The gentle Alec Pack

Back Country Bulletin

Kimberly Grabham

16 August 2024, 1:47 AM

The gentle Alec PackAlec is pictured with Sally Smith at Shearer's Hall of Fame. Alec was a prolific shearer in the area, and a highly respected local. Image: The Riverine Grazier.

Alec Pack


As we dig into the Blast from the Past archives, little treasures fall out.

One such treasure is the following article about Mr Alec Pack. Fondly remembered by all who knew him, he was a kind and gentle soul.

Alec Pack was the youngest of eighteen children of Ah and Margaret Pack and was born on the same block where he now lives in Macauley Street.

He tragically lost both parents before he turned six.

His mother died shortly after giving birth to his brother Eric, and his father passed not long after.

Alec was raised by his family, and remembers the loving time of being part of a large family unit.

Alec’s parents, Ah and Margaret Pack were some of the earliest settlers in the Hay district


Ah was a gardener at Til Til, situated between Balranald and Ivanhoe. He used to travel into Hay, hawking kis vegetables.

Alec attended Hay Public School, but as was common in those times, he finished his schooling at age 13, after gaining employment as a groom with John Rees at Daisy Plains.

“It was like living at home,” Alec recalled. “One of my older sisters, Kathleen also worked there.”

It was at Daisy Plains that Alec first had experience shearing.

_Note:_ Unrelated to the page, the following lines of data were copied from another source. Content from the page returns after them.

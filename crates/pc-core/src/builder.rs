//! Assembles a reconstruction tree from raw pole sequences.

use std::collections::{HashMap, HashSet, VecDeque};

use crate::diagnostics::CircuitDiagnostic;
use crate::pole::{PlateId, PoleSequence};
use crate::quaternion::Quaternion;
use crate::tree::{ReconstructionTree, TreeEdge};

struct Candidate {
    moving: PlateId,
    fixed: PlateId,
    relative: Quaternion,
}

/// Build the reconstruction tree for `time`, anchored at `anchor_plate_id`.
///
/// One edge is selected per distinct moving plate (first definition in
/// input order wins) and its instantaneous rotation interpolated at `time`.
/// A breadth-first traversal from the anchor then composes anchor-relative
/// rotations root-to-leaf: a root edge's composed rotation is its relative
/// rotation; a deeper edge's is `parent.composed * relative`.
///
/// The anchor may be any plate in the circuit, not just the conventional
/// absolute frame: an edge whose *moving* plate is reached first is
/// traversed in reverse, re-rooting the hierarchy with the edge's rotation
/// inverted.
///
/// Edges that would close a loop are dropped, and edges whose fixed-plate
/// chain never reaches the anchor are excluded. Both conditions are
/// recorded as diagnostics on the returned tree, never as failures.
pub fn build_tree(
    poles: &[PoleSequence],
    time: f64,
    anchor_plate_id: PlateId,
) -> ReconstructionTree {
    let mut diagnostics = Vec::new();

    // Select one candidate edge per moving plate, first definition wins.
    // An insertion-order scan, not an incidental map iteration order: the
    // duplicate policy is deliberate and observable.
    let mut selected: Vec<Candidate> = Vec::new();
    let mut selected_fixed: HashMap<PlateId, PlateId> = HashMap::new();
    for seq in poles {
        if let Some(&first_fixed) = selected_fixed.get(&seq.moving_plate_id) {
            diagnostics.push(CircuitDiagnostic::DuplicateSequence {
                moving_plate_id: seq.moving_plate_id,
                selected_fixed: first_fixed,
                ignored_fixed: seq.fixed_plate_id,
            });
            continue;
        }
        let Some(relative) = seq.rotation_at(time) else {
            diagnostics.push(CircuitDiagnostic::EmptySequence {
                moving_plate_id: seq.moving_plate_id,
                fixed_plate_id: seq.fixed_plate_id,
            });
            continue;
        };
        selected_fixed.insert(seq.moving_plate_id, seq.fixed_plate_id);
        selected.push(Candidate {
            moving: seq.moving_plate_id,
            fixed: seq.fixed_plate_id,
            relative,
        });
    }

    // Adjacency in both directions, input order preserved within each key.
    let mut by_fixed: HashMap<PlateId, Vec<usize>> = HashMap::new();
    let mut by_moving: HashMap<PlateId, Vec<usize>> = HashMap::new();
    for (i, c) in selected.iter().enumerate() {
        by_fixed.entry(c.fixed).or_default().push(i);
        by_moving.entry(c.moving).or_default().push(i);
    }

    // Breadth-first from the anchor, composing as we go. Forward candidates
    // at a plate are edges fixed to it; reversed candidates are edges that
    // move it, traversed against their data direction.
    let mut edges: Vec<TreeEdge> = Vec::new();
    let mut edge_index: HashMap<PlateId, usize> = HashMap::new();
    let mut root_edges: Vec<usize> = Vec::new();
    let mut reached: HashSet<PlateId> = HashSet::from([anchor_plate_id]);
    let mut consumed: HashSet<usize> = HashSet::new();
    let mut queue: VecDeque<(PlateId, Option<usize>)> = VecDeque::from([(anchor_plate_id, None)]);

    while let Some((plate, parent)) = queue.pop_front() {
        let forward = by_fixed.get(&plate).into_iter().flatten().map(|&ci| (ci, false));
        let reversed = by_moving.get(&plate).into_iter().flatten().map(|&ci| (ci, true));

        for (ci, reverse) in forward.chain(reversed) {
            if !consumed.insert(ci) {
                // Already placed or dropped, typically the edge we arrived
                // through seen again from its other endpoint.
                continue;
            }
            let c = &selected[ci];
            let (moving, fixed, relative) = if reverse {
                (c.fixed, c.moving, c.relative.inverse())
            } else {
                (c.moving, c.fixed, c.relative)
            };
            if reached.contains(&moving) {
                diagnostics.push(CircuitDiagnostic::CyclicEdge {
                    moving_plate_id: c.moving,
                    fixed_plate_id: c.fixed,
                });
                continue;
            }
            let composed = match parent {
                Some(p) => edges[p].composed_rotation * relative,
                None => relative,
            };
            let idx = edges.len();
            edges.push(TreeEdge {
                moving_plate_id: moving,
                fixed_plate_id: fixed,
                relative_rotation: relative,
                composed_rotation: composed,
                reversed: reverse,
                parent,
                children: Vec::new(),
            });
            edge_index.insert(moving, idx);
            match parent {
                Some(p) => edges[p].children.push(idx),
                None => root_edges.push(idx),
            }
            reached.insert(moving);
            queue.push_back((moving, Some(idx)));
        }
    }

    // Whatever was never consumed sits in a sub-circuit disconnected from
    // the anchor. Absent from the tree, not an error.
    for (i, c) in selected.iter().enumerate() {
        if !consumed.contains(&i) {
            diagnostics.push(CircuitDiagnostic::Disconnected {
                moving_plate_id: c.moving,
                fixed_plate_id: c.fixed,
            });
        }
    }

    ReconstructionTree {
        time,
        anchor_plate_id,
        edges,
        edge_index,
        root_edges,
        diagnostics,
    }
}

“Mr Rees needed a couple of rams shorn before joining, so I had a go with the blades,” Alec said.

“I cut them ragged, so I made the decision then and there that shearing was not my go. Mr Rees agreed.”

However, it did not deter him from getting into the ‘game’, and he went shearing in 1945. He started of with contractor O.J. Smith before joining up with Ray Congdon’s team a year later.

“We worked some pretty big sheds. Tupra was as big as anything around in those days, plain and basic, with as many as sixteen shearers on the go. It was a huge shed, with plenty of work.’

He remained in the shearing industry until 1955, before he had, as he described, burnt himself out, and intended to give it away.

He returned to Daisy plains, and stayed there another 15 years.

“I had no intention of going back shearing again, but around 1970 I felt I had come good again, and was talked into going back.

“I freelanced, and had plenty of work. I used to average about 160 to 170 a day. The best I shore a day was 228, and that was using narrow gear. About 20 years later, I shore the same number at Kooba Station using the wide combs.

The Pack Family is a large, well known family in town, with descendants still residents of Hay today. Image: The Riverine Grazier.


“I never understood the opposition to the wider combs, they made shearing a lot easier. You know, I was always a union man. The union made the job a lot safer and more comfortable for shearers. When I first started out, we were given two chaff bags, which we had to fill with straw to use for mattresses. It is a lot different now. The hard work and sacrifices for conditions that have been made by shearers, even before my time, have paved the way for better conditions the current shearers now enjoy.”

Alec said he enjoyed shearing, and the fact that he enjoyed the work made it easy for him to stay in the industry for so long.

“I never tried to chase the shearer I knew I could not beat,” he said.” I just poked along at my own pace, and it wasn’t too hard. I remember working one time with the late Pat Kelly, and he told me a fellow shearer a fellow shearer, by the name of Gordon Nash, had expressed concern to Pat that I was taking him on, ad then Pat would drop back, and I wouldn’t try to beat on, and beat him. I always aimed at shearing my average.”

He said he wouldn't like to be in the game now.

“Too much weekend work,” Alec said. “In my time you could earn enough working Monday to Friday. The cost of combs and cutters these days makes it a pretty expensive trade. I remember buying two dozen cutters for eight quid. Nowadays, I believe they are about six or seven dollars each. And a comb costs $35.”

Alec estimates that he has shorn almost 200,000 sheep in his expansive career. He retired in 1987, after the death of his son Andrew, and now spends his time at home, enjoying the company of his wife Isabelle, their family and grandchildren.

Alec has a well earned reputation for being a good, hard working shearer, a team man who always pulled his weight.

He is a credit to the shearing industry, and a credit to his strong work ethic.